Record excerpts section start

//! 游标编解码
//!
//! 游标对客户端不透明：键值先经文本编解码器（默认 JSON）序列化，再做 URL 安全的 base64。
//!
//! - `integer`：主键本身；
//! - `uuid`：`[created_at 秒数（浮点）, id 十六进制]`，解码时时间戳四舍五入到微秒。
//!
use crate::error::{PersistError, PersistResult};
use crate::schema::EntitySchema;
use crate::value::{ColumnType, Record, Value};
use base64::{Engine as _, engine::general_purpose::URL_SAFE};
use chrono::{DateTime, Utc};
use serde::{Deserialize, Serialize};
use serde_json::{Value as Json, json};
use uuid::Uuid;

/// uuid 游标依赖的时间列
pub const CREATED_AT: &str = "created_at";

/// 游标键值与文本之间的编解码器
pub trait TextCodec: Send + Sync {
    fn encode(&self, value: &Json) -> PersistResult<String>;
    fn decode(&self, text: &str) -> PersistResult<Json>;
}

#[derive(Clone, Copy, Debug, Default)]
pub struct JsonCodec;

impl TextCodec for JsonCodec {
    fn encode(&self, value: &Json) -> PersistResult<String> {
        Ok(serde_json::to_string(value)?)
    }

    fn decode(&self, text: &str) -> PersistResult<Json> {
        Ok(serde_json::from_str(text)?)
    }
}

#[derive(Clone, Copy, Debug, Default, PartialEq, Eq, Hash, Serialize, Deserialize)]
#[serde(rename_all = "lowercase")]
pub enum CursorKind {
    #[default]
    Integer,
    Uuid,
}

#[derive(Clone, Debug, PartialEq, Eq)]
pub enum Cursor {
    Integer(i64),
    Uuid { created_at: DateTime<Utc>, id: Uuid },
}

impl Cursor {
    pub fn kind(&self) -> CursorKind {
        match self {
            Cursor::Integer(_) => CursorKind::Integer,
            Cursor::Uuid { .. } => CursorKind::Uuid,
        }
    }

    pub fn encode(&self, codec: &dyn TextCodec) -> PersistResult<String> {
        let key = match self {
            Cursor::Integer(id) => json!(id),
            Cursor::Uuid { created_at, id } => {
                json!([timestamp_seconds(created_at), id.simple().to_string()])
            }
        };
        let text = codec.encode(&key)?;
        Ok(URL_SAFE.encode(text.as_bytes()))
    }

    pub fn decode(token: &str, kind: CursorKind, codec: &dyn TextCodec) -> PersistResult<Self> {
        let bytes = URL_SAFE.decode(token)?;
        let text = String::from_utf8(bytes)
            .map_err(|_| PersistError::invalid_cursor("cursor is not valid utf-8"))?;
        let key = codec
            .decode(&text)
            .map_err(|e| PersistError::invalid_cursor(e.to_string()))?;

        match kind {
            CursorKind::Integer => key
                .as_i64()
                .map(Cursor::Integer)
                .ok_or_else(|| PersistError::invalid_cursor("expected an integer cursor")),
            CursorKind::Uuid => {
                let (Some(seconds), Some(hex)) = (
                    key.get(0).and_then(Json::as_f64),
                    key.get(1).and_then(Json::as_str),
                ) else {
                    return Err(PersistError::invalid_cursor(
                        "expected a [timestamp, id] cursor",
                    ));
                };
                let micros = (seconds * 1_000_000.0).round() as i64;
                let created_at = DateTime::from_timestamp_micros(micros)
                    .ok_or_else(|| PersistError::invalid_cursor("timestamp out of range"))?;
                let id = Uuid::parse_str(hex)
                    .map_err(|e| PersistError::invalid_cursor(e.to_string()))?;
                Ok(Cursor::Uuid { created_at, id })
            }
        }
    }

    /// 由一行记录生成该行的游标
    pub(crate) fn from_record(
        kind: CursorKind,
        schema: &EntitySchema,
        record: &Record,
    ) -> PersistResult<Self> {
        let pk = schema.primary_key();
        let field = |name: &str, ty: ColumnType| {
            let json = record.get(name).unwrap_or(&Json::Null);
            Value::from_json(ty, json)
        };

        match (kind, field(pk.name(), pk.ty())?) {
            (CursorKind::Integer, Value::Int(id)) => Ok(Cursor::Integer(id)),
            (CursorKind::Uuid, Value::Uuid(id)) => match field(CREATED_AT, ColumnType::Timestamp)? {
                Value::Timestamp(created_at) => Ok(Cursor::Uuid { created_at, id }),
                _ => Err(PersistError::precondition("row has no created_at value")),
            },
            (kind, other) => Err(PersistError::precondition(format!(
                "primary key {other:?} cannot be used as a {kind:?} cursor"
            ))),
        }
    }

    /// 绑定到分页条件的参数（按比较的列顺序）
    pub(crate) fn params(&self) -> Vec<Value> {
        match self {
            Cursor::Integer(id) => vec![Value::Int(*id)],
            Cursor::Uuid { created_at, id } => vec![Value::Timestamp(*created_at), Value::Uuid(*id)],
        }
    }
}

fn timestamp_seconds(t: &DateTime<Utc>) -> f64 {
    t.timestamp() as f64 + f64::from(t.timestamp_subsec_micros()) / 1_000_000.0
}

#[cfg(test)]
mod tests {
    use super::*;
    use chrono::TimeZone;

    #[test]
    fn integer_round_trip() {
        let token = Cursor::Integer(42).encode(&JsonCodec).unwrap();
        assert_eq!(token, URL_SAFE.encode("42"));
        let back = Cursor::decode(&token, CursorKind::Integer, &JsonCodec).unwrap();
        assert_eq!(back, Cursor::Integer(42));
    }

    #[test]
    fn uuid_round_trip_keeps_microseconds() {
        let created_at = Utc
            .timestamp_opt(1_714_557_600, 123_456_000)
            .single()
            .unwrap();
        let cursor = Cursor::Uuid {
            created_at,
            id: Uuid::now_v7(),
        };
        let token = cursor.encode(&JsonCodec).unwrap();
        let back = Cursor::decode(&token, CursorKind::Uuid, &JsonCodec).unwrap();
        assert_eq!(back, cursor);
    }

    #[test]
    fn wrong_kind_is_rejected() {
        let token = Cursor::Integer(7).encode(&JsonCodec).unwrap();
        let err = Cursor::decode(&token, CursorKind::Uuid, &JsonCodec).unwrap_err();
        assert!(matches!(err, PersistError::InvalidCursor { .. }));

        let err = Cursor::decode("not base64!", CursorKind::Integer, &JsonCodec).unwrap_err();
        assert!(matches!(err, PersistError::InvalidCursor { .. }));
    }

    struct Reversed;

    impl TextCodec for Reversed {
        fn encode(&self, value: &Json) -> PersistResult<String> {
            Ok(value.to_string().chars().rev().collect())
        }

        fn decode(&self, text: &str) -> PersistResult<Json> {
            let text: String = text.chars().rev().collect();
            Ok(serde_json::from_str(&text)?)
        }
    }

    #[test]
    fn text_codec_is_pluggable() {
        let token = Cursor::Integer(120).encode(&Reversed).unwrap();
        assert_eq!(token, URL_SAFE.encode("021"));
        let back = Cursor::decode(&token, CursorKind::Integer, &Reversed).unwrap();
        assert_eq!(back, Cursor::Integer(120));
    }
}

Record excerpts section end

→ Goal of the exercise: Reproducing the whole listing above is not the task. Copy exactly only the lines from the one with "pub struct JsonCodec;" to the one with "let micros = (seconds", both kept.

→ Written response:
pub struct JsonCodec;

impl TextCodec for JsonCodec {
    fn encode(&self, value: &Json) -> PersistResult<String> {
        Ok(serde_json::to_string(value)?)
    }

    fn decode(&self, text: &str) -> PersistResult<Json> {
        Ok(serde_json::from_str(text)?)
    }
}

#[derive(Clone, Copy, Debug, Default, PartialEq, Eq, Hash, Serialize, Deserialize)]
#[serde(rename_all = "lowercase")]
pub enum CursorKind {
    #[default]
    Integer,
    Uuid,
}

#[derive(Clone, Debug, PartialEq, Eq)]
pub enum Cursor {
    Integer(i64),
    Uuid { created_at: DateTime<Utc>, id: Uuid },
}

impl Cursor {
    pub fn kind(&self) -> CursorKind {
        match self {
            Cursor::Integer(_) => CursorKind::Integer,
            Cursor::Uuid { .. } => CursorKind::Uuid,
        }
    }

    pub fn encode(&self, codec: &dyn TextCodec) -> PersistResult<String> {
        let key = match self {
            Cursor::Integer(id) => json!(id),
            Cursor::Uuid { created_at, id } => {
                json!([timestamp_seconds(created_at), id.simple().to_string()])
            }
        };
        let text = codec.encode(&key)?;
        Ok(URL_SAFE.encode(text.as_bytes()))
    }

    pub fn decode(token: &str, kind: CursorKind, codec: &dyn TextCodec) -> PersistResult<Self> {
        let bytes = URL_SAFE.decode(token)?;
        let text = String::from_utf8(bytes)
            .map_err(|_| PersistError::invalid_cursor("cursor is not valid utf-8"))?;
        let key = codec
            .decode(&text)
            .map_err(|e| PersistError::invalid_cursor(e.to_string()))?;

        match kind {
            CursorKind::Integer => key
                .as_i64()
                .map(Cursor::Integer)
                .ok_or_else(|| PersistError::invalid_cursor("expected an integer cursor")),
            CursorKind::Uuid => {
                let (Some(seconds), Some(hex)) = (
                    key.get(0).and_then(Json::as_f64),
                    key.get(1).and_then(Json::as_str),
                ) else {
                    return Err(PersistError::invalid_cursor(
                        "expected a [timestamp, id] cursor",
                    ));
                };
                let micros = (seconds * 1_000_000.0).round() as i64;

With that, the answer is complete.